Das Thema "Detachment" – damit ist das Abstandgewinnen und Abschalten von der Arbeit gemeint – ist sehr wichtig, um die individuelle Energiebilanz wiederherzustellen, wie eine Übersicht über den aktuellen Forschungsstand zur psychischen Belastung zeigt. Viele Beschäftigte und auch viele Firmen nehmen diesen Faktor nicht ernst genug, da die aktuellen Arbeitsaufgaben immer als wichtiger angesehen werden. Um die Arbeitsfähigkeit und Motivation auch langfristig zu erhalten, sollten auch Arbeitgeber den Mitarbeitern Angebote dazu machen.
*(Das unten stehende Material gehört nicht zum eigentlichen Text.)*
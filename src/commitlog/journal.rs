use crate::commitlog::{Entry, Index, Log};
use byteorder::{BigEndian, ReadBytesExt, WriteBytesExt};
use std::collections::VecDeque;
use std::fs::{self, File, OpenOptions};
use std::io::{self, BufReader, BufWriter, Read, Seek, SeekFrom, Write};
use std::marker::PhantomData;
use std::path::{Path, PathBuf};

pub const JOURNAL_FILE_NAME: &str = "journal.log";

const JOURNAL_MAGIC: &[u8; 4] = b"SRJ1";
const HEADER_LEN: u64 = 4 + 8;
const RECORD_OVERHEAD: u64 = 4 + 4 + 8;

#[derive(thiserror::Error, Debug)]
pub enum JournalError {
    #[error("IO error")]
    Io(#[from] io::Error),

    #[error("Journal {path:?} is corrupted at byte {offset}: {reason}")]
    Corrupted { path: PathBuf, offset: u64, reason: String },
}

/// FileJournal is a single-file durable log.
///
/// ```text
/// Header:
/// +---+---+---+---+---+---+---+---+---+---+---+---+
/// | S | R | J | 1 |   First index (8 bytes)       |
/// +---+---+---+---+-------------------------------+
///
/// Record:
/// +---------------+---------------+---------------+-----------------...-+
/// | Len (4 bytes) | CRC (4 bytes) | Index (8 b.)  | Payload (Len bytes) |
/// +---------------+---------------+---------------+-----------------...-+
/// ```
///
/// * `CRC` - crc32 of the index and payload
/// * `Index` - must be `First index` for the first record and increase by one per record
///
/// Retained entries are also kept in memory, so reads never touch disk. Any checksum or sequence
/// error found while opening is fatal.
pub struct FileJournal<E: Entry> {
    path: PathBuf,
    writer: BufWriter<File>,
    entries: VecDeque<Vec<u8>>,
    // File offset of each record in `entries`.
    offsets: VecDeque<u64>,
    first: u64,
    end_offset: u64,
    data_size: u64,
    _pd: PhantomData<E>,
}

impl<E: Entry> FileJournal<E> {
    pub fn open(directory: &Path) -> Result<Self, JournalError> {
        fs::create_dir_all(directory)?;
        let path = directory.join(JOURNAL_FILE_NAME);

        if !path.exists() {
            write_journal_file(&path, 1, std::iter::empty::<(u64, &[u8])>())?;
        }

        let (first, entries, offsets, end_offset) = load(&path)?;
        let data_size = entries.iter().map(|e| e.len() as u64).sum();

        let mut file = OpenOptions::new().write(true).open(&path)?;
        file.seek(SeekFrom::Start(end_offset))?;

        Ok(FileJournal {
            path,
            writer: BufWriter::new(file),
            entries,
            offsets,
            first,
            end_offset,
            data_size,
            _pd: PhantomData::default(),
        })
    }

    fn offset(&self, index: Index) -> Option<usize> {
        let index = index.as_u64();
        if index < self.first {
            return None;
        }
        let offset = (index - self.first) as usize;
        if offset < self.entries.len() {
            Some(offset)
        } else {
            None
        }
    }

    fn reopen_writer(&mut self) -> io::Result<()> {
        let mut file = OpenOptions::new().write(true).open(&self.path)?;
        file.seek(SeekFrom::Start(self.end_offset))?;
        self.writer = BufWriter::new(file);
        Ok(())
    }

    /// Cuts the file back to `end_offset` after a failed append. The old writer is dropped first,
    /// since dropping it may still flush buffered bytes.
    fn discard_partial_write(&mut self) -> io::Result<()> {
        self.reopen_writer()?;
        self.writer.get_ref().set_len(self.end_offset)?;
        self.writer.get_ref().sync_all()
    }
}

impl<E: Entry> Log<E> for FileJournal<E> {
    fn append(&mut self, entry: E) -> Result<Index, io::Error> {
        let index = self.first + self.entries.len() as u64;
        let payload: Vec<u8> = entry.into();

        let written = write_record(&mut self.writer, index, &payload)
            .and_then(|_| self.writer.flush())
            .and_then(|_| self.writer.get_ref().sync_data());
        if let Err(e) = written {
            // The record is lost either way. A tail that can't be cut off is reported instead,
            // since it would misalign every later record.
            self.discard_partial_write()?;
            return Err(e);
        }

        self.offsets.push_back(self.end_offset);
        self.end_offset += RECORD_OVERHEAD + payload.len() as u64;
        self.data_size += payload.len() as u64;
        self.entries.push_back(payload);

        Ok(Index::new(index))
    }

    fn read(&self, index: Index) -> Result<Option<E>, io::Error> {
        match self.offset(index) {
            Some(offset) => E::try_from(self.entries[offset].clone()).map(Some),
            None => Ok(None),
        }
    }

    fn truncate(&mut self, index: Index) -> Result<(), io::Error> {
        let keep = index.as_u64().saturating_sub(self.first) as usize;
        if keep >= self.entries.len() {
            return Ok(());
        }

        let new_end = self.offsets[keep];
        self.writer.flush()?;
        self.writer.get_ref().set_len(new_end)?;
        self.writer.get_ref().sync_all()?;

        while self.entries.len() > keep {
            self.offsets.pop_back();
            if let Some(removed) = self.entries.pop_back() {
                self.data_size -= removed.len() as u64;
            }
        }
        self.end_offset = new_end;
        self.reopen_writer()
    }

    fn compact(&mut self, through: Index) -> Result<(), io::Error> {
        if through.as_u64() < self.first {
            return Ok(());
        }

        let drop_count = ((through.as_u64() - self.first + 1) as usize).min(self.entries.len());
        let new_first = if drop_count == self.entries.len() {
            through.as_u64() + 1
        } else {
            self.first + drop_count as u64
        };

        // Rewrite the retained suffix under a new header, then atomically swap it in.
        let retained = self
            .entries
            .iter()
            .skip(drop_count)
            .enumerate()
            .map(|(i, payload)| (new_first + i as u64, payload.as_slice()));
        self.writer.flush()?;
        write_journal_file(&self.path, new_first, retained)?;

        for _ in 0..drop_count {
            self.offsets.pop_front();
            if let Some(removed) = self.entries.pop_front() {
                self.data_size -= removed.len() as u64;
            }
        }
        self.first = new_first;

        let mut offset = HEADER_LEN;
        for (i, payload) in self.entries.iter().enumerate() {
            self.offsets[i] = offset;
            offset += RECORD_OVERHEAD + payload.len() as u64;
        }
        self.end_offset = offset;
        self.reopen_writer()
    }

    fn first_index(&self) -> Index {
        Index::new(self.first)
    }

    fn next_index(&self) -> Index {
        Index::new(self.first + self.entries.len() as u64)
    }

    fn data_size(&self) -> u64 {
        self.data_size
    }
}

fn checksum(index: u64, payload: &[u8]) -> u32 {
    let mut hasher = crc32fast::Hasher::new();
    hasher.update(&index.to_be_bytes());
    hasher.update(payload);
    hasher.finalize()
}

fn write_record<W: Write>(writer: &mut W, index: u64, payload: &[u8]) -> io::Result<()> {
    writer.write_u32::<BigEndian>(payload.len() as u32)?;
    writer.write_u32::<BigEndian>(checksum(index, payload))?;
    writer.write_u64::<BigEndian>(index)?;
    writer.write_all(payload)
}

/// Writes a complete journal to a temp file next to `path`, syncs it, and renames it over `path`.
fn write_journal_file<'a, I>(path: &Path, first: u64, records: I) -> io::Result<()>
where
    I: IntoIterator<Item = (u64, &'a [u8])>,
{
    let tmp_path = path.with_extension("log.tmp");
    {
        let mut writer = BufWriter::new(File::create(&tmp_path)?);
        writer.write_all(JOURNAL_MAGIC)?;
        writer.write_u64::<BigEndian>(first)?;
        for (index, payload) in records {
            write_record(&mut writer, index, payload)?;
        }
        writer.flush()?;
        writer.get_ref().sync_all()?;
    }
    fs::rename(&tmp_path, path)?;
    if let Some(parent) = path.parent() {
        // Persist the rename itself. Not all platforms allow opening a directory.
        if let Ok(dir) = File::open(parent) {
            let _ = dir.sync_all();
        }
    }
    Ok(())
}

type Loaded = (u64, VecDeque<Vec<u8>>, VecDeque<u64>, u64);

fn load(path: &Path) -> Result<Loaded, JournalError> {
    let corrupted = |offset: u64, reason: &str| JournalError::Corrupted {
        path: path.to_path_buf(),
        offset,
        reason: reason.to_string(),
    };

    let file_len = fs::metadata(path)?.len();
    let mut reader = BufReader::new(File::open(path)?);

    let mut magic = [0u8; 4];
    reader
        .read_exact(&mut magic)
        .map_err(|_| corrupted(0, "missing header"))?;
    if &magic != JOURNAL_MAGIC {
        return Err(corrupted(0, "bad magic"));
    }
    let first = reader
        .read_u64::<BigEndian>()
        .map_err(|_| corrupted(4, "missing first index"))?;
    if first == 0 {
        return Err(corrupted(4, "first index is zero"));
    }

    let mut entries = VecDeque::new();
    let mut offsets = VecDeque::new();
    let mut offset = HEADER_LEN;

    while offset < file_len {
        if file_len - offset < RECORD_OVERHEAD {
            return Err(corrupted(offset, "truncated record header"));
        }
        let len = reader.read_u32::<BigEndian>()? as u64;
        let crc = reader.read_u32::<BigEndian>()?;
        let index = reader.read_u64::<BigEndian>()?;

        let expected_index = first + entries.len() as u64;
        if index != expected_index {
            return Err(corrupted(
                offset,
                &format!("expected index {} but found {}", expected_index, index),
            ));
        }
        if file_len - offset - RECORD_OVERHEAD < len {
            return Err(corrupted(offset, "truncated record payload"));
        }

        let mut payload = vec![0u8; len as usize];
        reader.read_exact(&mut payload)?;
        if checksum(index, &payload) != crc {
            return Err(corrupted(offset, "checksum mismatch"));
        }

        offsets.push_back(offset);
        entries.push_back(payload);
        offset += RECORD_OVERHEAD + len;
    }

    Ok((first, entries, offsets, offset))
}

#[cfg(test)]
mod tests {
    use super::*;
    use crate::commitlog::in_memory::test_entry::TestEntry;

    fn entry(b: u8, len: usize) -> TestEntry {
        TestEntry(vec![b; len])
    }

    #[test]
    fn entries_survive_reopen() {
        let dir = tempfile::tempdir().unwrap();
        {
            let mut journal = FileJournal::<TestEntry>::open(dir.path()).unwrap();
            for b in 1..=4 {
                journal.append(entry(b, b as usize)).unwrap();
            }
            journal.truncate(Index::new(4)).unwrap();
        }

        let mut journal = FileJournal::<TestEntry>::open(dir.path()).unwrap();
        assert_eq!(journal.first_index(), Index::new(1));
        assert_eq!(journal.next_index(), Index::new(4));
        assert_eq!(journal.read(Index::new(2)).unwrap(), Some(entry(2, 2)));
        assert_eq!(journal.data_size(), 6);

        assert_eq!(journal.append(entry(7, 3)).unwrap(), Index::new(4));
        drop(journal);

        let journal = FileJournal::<TestEntry>::open(dir.path()).unwrap();
        assert_eq!(journal.read(Index::new(4)).unwrap(), Some(entry(7, 3)));
    }

    #[test]
    fn compaction_survives_reopen() {
        let dir = tempfile::tempdir().unwrap();
        {
            let mut journal = FileJournal::<TestEntry>::open(dir.path()).unwrap();
            for b in 1..=5 {
                journal.append(entry(b, 2)).unwrap();
            }
            journal.compact(Index::new(3)).unwrap();
            assert_eq!(journal.append(entry(6, 2)).unwrap(), Index::new(6));
        }

        let mut journal = FileJournal::<TestEntry>::open(dir.path()).unwrap();
        assert_eq!(journal.first_index(), Index::new(4));
        assert_eq!(journal.next_index(), Index::new(7));
        assert_eq!(journal.read(Index::new(3)).unwrap(), None);
        assert_eq!(journal.read(Index::new(6)).unwrap(), Some(entry(6, 2)));

        journal.compact(Index::new(20)).unwrap();
        drop(journal);

        let journal = FileJournal::<TestEntry>::open(dir.path()).unwrap();
        assert_eq!(journal.first_index(), Index::new(21));
        assert_eq!(journal.next_index(), Index::new(21));
    }

    #[test]
    fn corruption_is_fatal() {
        let dir = tempfile::tempdir().unwrap();
        {
            let mut journal = FileJournal::<TestEntry>::open(dir.path()).unwrap();
            journal.append(entry(1, 8)).unwrap();
            journal.append(entry(2, 8)).unwrap();
        }

        // Flip a payload byte of the second record.
        let path = dir.path().join(JOURNAL_FILE_NAME);
        let mut bytes = fs::read(&path).unwrap();
        let last = bytes.len() - 1;
        bytes[last] ^= 0xff;
        fs::write(&path, bytes).unwrap();

        match FileJournal::<TestEntry>::open(dir.path()) {
            Err(JournalError::Corrupted { offset, .. }) => {
                assert_eq!(offset, HEADER_LEN + RECORD_OVERHEAD + 8);
            }
            Err(e) => panic!("Unexpected error {:?}", e),
            Ok(_) => panic!("Corrupted journal opened"),
        }
    }

    #[test]
    fn discarded_partial_write_keeps_records_aligned() {
        let dir = tempfile::tempdir().unwrap();
        {
            let mut journal = FileJournal::<TestEntry>::open(dir.path()).unwrap();
            journal.append(entry(1, 4)).unwrap();

            // Half a record header reached the file before the write failed.
            journal.writer.write_all(&[0, 0, 0]).unwrap();
            journal.writer.flush().unwrap();
            journal.discard_partial_write().unwrap();

            assert_eq!(journal.append(entry(2, 4)).unwrap(), Index::new(2));
        }

        let journal = FileJournal::<TestEntry>::open(dir.path()).unwrap();
        assert_eq!(journal.next_index(), Index::new(3));
        assert_eq!(journal.read(Index::new(1)).unwrap(), Some(entry(1, 4)));
        assert_eq!(journal.read(Index::new(2)).unwrap(), Some(entry(2, 4)));
    }
}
Sinnvoll ist es deswegen für Führungskräfte und Mitarbeiter, immer einmal wieder aus dem Alltag herauszutreten, um Abstand zu gewinnen und sich mit den eigenen Prioritäten und Zielen auseinanderzusetzen. So kann die zukünftige Energie- und Zeiteinteilung bewusster gestaltet werden. Psychische Beschwerden können auf diese Weise von vornherein verhindert werden. Daher gehören Angebote zur Verbesserung der individuellen Life-Domain-Balance ebenfalls zu den allgemein empfehlenswerten gesundheitsförderlichen Maßnahmen in Betrieben. Diese Angebote können in Form von Seminaren oder als individuelle Coachings stattfinden.
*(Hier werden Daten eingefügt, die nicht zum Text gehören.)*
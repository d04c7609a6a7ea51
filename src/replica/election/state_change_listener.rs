use crate::replica::ReplicaId;
use tokio::sync::watch;

/// Role of the local replica, as last published by the replica task.
#[derive(Clone, Debug, PartialEq)]
pub(crate) enum ElectionStateSnapshot {
    /// `quorum_active` is false while the leader can't reach a majority of voting peers.
    Leader { quorum_active: bool },
    Candidate,
    Follower(ReplicaId),
    FollowerNoLeader,
}

pub(super) fn new(initial_state: ElectionStateSnapshot) -> (ElectionStateChangeNotifier, ElectionStateChangeListener) {
    let (snd, rcv) = watch::channel(initial_state);

    (ElectionStateChangeNotifier { snd }, ElectionStateChangeListener { rcv })
}

pub(super) struct ElectionStateChangeNotifier {
    snd: watch::Sender<ElectionStateSnapshot>,
}

impl ElectionStateChangeNotifier {
    pub(super) fn notify_new_state(&self, new_state: ElectionStateSnapshot) {
        // Skip no-op publishes so listeners only wake for real transitions.
        if *self.snd.borrow() != new_state {
            let _ = self.snd.send(new_state);
        }
    }
}

#[derive(Clone)]
pub(crate) struct ElectionStateChangeListener {
    rcv: watch::Receiver<ElectionStateSnapshot>,
}

impl ElectionStateChangeListener {
    /// Waits for the next transition. None once the replica is gone.
    pub(crate) async fn next(&mut self) -> Option<ElectionStateSnapshot> {
        match self.rcv.changed().await {
            Ok(_) => Some(self.rcv.borrow().clone()),
            Err(_) => None,
        }
    }

    pub(crate) fn current(&self) -> ElectionStateSnapshot {
        self.rcv.borrow().clone()
    }
}

#[cfg(test)]
mod tests {
    use super::*;

    #[tokio::test]
    async fn duplicate_states_are_not_republished() {
        let (notifier, mut listener) = new(ElectionStateSnapshot::FollowerNoLeader);

        notifier.notify_new_state(ElectionStateSnapshot::FollowerNoLeader);
        notifier.notify_new_state(ElectionStateSnapshot::Candidate);
        assert_eq!(listener.next().await, Some(ElectionStateSnapshot::Candidate));

        notifier.notify_new_state(ElectionStateSnapshot::Leader { quorum_active: true });
        notifier.notify_new_state(ElectionStateSnapshot::Leader { quorum_active: false });
        assert_eq!(
            listener.next().await,
            Some(ElectionStateSnapshot::Leader { quorum_active: false })
        );
        assert_eq!(listener.current(), ElectionStateSnapshot::Leader { quorum_active: false });

        drop(notifier);
        assert_eq!(listener.next().await, None);
    }
}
Zu den Bausteinen eines Life-Domain-Balance-Workshops gehören z. B.:
- Analysieren der persönlichen Lebenssituation: Zufriedenheit mit der eigenen Lebenssituation, eigener Energielevel,
- Bewusstwerden über eigene Werte, Ziele und Prioritäten im Leben,
- Auseinandersetzung mit der persönlichen Zeit- und Energieverteilung: Wofür werden die eigene Zeit und Energie zurzeit eingesetzt? Wie verteilt sich die Zeit und Energie auf das Arbeits- und Privatleben?,
- Erkennen der vorhandenen Ressourcen und Möglichkeiten, Energie zu gewinnen,
- Neuordnung der Verausgabung von Energie bzw. des Einsatzes der eigenen Zeit entsprechend den Prioritäten, die von den eigenen Werten und Zielen bestimmt werden.
Inhalt guter Seminare
Gute Seminare zur Life-Domain-Balance beinhalten eine tiefgehende Auseinandersetzung der Teilnehmer mit ihrer eigenen Lebenssituation und -planung sowie den eigenen Werten und Prioritäten im Leben. Sie sollten sich daher nicht auf das oberflächliche Vermitteln von Techniken beschränken. Eine Durchführung der Seminare außerhalb der Arbeitsstätte ist sinnvoll, um den nötigen Abstand zum Alltag zu ermöglichen.